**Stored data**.
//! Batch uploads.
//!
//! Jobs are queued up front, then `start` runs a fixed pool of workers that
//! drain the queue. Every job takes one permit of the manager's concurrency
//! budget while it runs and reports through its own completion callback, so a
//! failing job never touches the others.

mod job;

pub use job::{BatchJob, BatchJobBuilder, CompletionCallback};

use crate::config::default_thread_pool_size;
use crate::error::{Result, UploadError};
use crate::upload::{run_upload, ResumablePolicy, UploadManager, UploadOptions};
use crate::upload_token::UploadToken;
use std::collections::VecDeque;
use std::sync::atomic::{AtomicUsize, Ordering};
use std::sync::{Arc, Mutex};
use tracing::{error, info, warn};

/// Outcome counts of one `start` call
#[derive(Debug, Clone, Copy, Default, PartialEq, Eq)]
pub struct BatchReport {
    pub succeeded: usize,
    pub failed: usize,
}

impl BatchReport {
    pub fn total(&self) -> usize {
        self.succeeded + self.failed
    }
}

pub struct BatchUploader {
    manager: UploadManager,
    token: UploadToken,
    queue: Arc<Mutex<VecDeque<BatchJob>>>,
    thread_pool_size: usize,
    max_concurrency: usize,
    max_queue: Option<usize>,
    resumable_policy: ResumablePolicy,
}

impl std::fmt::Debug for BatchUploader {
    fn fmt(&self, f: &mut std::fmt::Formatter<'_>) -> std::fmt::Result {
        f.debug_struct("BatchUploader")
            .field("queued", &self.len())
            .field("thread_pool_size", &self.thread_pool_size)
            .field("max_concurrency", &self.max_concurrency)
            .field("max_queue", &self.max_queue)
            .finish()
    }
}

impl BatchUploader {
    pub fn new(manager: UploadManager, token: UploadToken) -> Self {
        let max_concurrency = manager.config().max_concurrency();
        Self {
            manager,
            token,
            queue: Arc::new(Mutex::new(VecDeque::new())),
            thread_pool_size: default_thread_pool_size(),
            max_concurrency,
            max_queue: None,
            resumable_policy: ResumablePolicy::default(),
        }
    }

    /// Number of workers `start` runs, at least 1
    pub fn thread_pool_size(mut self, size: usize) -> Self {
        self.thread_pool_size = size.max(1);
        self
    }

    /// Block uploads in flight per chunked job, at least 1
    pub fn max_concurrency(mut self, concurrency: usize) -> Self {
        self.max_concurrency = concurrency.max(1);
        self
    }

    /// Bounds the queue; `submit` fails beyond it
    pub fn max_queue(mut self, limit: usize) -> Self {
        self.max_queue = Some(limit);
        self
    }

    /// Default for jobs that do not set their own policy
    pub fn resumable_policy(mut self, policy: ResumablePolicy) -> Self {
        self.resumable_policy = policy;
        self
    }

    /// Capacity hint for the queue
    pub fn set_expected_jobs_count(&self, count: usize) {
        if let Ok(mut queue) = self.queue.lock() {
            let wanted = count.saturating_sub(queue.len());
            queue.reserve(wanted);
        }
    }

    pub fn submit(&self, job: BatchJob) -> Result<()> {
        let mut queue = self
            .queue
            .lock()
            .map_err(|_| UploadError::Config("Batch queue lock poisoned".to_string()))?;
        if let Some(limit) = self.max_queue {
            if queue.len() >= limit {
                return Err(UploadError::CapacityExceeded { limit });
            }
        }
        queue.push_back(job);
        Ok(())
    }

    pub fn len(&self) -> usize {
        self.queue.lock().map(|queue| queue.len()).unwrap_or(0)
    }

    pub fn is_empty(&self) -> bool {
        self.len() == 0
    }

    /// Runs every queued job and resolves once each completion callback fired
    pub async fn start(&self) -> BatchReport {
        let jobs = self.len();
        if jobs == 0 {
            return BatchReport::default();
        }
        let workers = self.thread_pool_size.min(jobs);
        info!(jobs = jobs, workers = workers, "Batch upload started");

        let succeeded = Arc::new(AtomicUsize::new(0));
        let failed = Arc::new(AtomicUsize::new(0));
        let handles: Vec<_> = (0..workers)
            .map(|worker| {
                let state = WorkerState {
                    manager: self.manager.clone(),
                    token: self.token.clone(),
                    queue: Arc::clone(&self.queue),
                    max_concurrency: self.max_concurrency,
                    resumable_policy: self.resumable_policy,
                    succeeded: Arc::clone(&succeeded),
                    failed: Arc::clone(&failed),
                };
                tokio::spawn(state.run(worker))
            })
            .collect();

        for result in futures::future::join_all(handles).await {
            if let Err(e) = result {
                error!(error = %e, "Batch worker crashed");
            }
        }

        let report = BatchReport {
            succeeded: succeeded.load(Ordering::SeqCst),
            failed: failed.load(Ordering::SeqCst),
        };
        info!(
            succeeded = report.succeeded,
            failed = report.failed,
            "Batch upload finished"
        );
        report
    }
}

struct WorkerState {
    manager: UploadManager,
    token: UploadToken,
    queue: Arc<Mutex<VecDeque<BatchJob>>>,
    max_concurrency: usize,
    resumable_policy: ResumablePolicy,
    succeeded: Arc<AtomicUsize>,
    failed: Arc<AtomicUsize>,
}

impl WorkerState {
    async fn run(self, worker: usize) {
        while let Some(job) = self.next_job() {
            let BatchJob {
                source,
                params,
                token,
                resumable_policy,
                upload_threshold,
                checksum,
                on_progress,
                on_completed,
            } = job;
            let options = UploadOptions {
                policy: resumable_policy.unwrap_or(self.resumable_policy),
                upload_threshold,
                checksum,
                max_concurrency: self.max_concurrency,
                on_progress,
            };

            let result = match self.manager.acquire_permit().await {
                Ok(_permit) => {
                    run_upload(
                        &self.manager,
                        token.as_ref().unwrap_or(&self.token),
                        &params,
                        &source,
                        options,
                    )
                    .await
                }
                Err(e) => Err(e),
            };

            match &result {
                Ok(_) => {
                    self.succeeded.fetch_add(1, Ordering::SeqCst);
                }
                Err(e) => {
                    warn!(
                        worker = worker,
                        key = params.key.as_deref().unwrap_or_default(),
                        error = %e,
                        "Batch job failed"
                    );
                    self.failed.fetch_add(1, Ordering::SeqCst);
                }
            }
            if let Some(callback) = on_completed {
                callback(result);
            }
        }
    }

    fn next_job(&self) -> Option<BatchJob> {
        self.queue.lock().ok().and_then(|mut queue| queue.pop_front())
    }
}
...
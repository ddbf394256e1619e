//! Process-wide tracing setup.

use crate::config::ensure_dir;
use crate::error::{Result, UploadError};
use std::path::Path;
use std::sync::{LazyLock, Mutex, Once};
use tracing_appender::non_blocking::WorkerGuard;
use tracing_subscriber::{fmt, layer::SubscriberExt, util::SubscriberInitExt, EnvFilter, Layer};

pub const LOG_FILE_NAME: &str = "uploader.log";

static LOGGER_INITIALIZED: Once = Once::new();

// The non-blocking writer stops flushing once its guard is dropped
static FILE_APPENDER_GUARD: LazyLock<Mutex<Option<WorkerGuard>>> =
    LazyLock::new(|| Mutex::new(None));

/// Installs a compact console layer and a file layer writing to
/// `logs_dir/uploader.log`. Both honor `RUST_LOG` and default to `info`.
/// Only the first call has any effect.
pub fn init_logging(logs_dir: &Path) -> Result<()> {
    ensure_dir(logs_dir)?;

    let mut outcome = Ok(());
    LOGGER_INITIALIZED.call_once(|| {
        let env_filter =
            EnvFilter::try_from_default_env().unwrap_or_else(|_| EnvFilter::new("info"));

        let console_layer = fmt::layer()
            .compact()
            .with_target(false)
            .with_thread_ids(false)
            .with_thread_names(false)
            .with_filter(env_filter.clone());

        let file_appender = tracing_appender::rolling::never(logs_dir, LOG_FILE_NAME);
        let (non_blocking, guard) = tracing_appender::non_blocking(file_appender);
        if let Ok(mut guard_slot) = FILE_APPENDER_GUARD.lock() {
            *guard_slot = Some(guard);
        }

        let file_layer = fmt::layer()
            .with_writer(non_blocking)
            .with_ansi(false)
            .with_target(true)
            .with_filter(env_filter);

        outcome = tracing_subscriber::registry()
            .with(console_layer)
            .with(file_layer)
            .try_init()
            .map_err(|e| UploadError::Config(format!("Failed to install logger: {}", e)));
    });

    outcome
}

**Brief**.
What are the lines, exactly as written above, from the line with "queue.reserve(wanted);" to the line with "let workers = self.thread_pool_size.min(jobs);", both included? Output only those.

**Answer for this exercise**.
            queue.reserve(wanted);
        }
    }

    pub fn submit(&self, job: BatchJob) -> Result<()> {
        let mut queue = self
            .queue
            .lock()
            .map_err(|_| UploadError::Config("Batch queue lock poisoned".to_string()))?;
        if let Some(limit) = self.max_queue {
            if queue.len() >= limit {
                return Err(UploadError::CapacityExceeded { limit });
            }
        }
        queue.push_back(job);
        Ok(())
    }

    pub fn len(&self) -> usize {
        self.queue.lock().map(|queue| queue.len()).unwrap_or(0)
    }

    pub fn is_empty(&self) -> bool {
        self.len() == 0
    }

    /// Runs every queued job and resolves once each completion callback fired
    pub async fn start(&self) -> BatchReport {
        let jobs = self.len();
        if jobs == 0 {
            return BatchReport::default();
        }
        let workers = self.thread_pool_size.min(jobs);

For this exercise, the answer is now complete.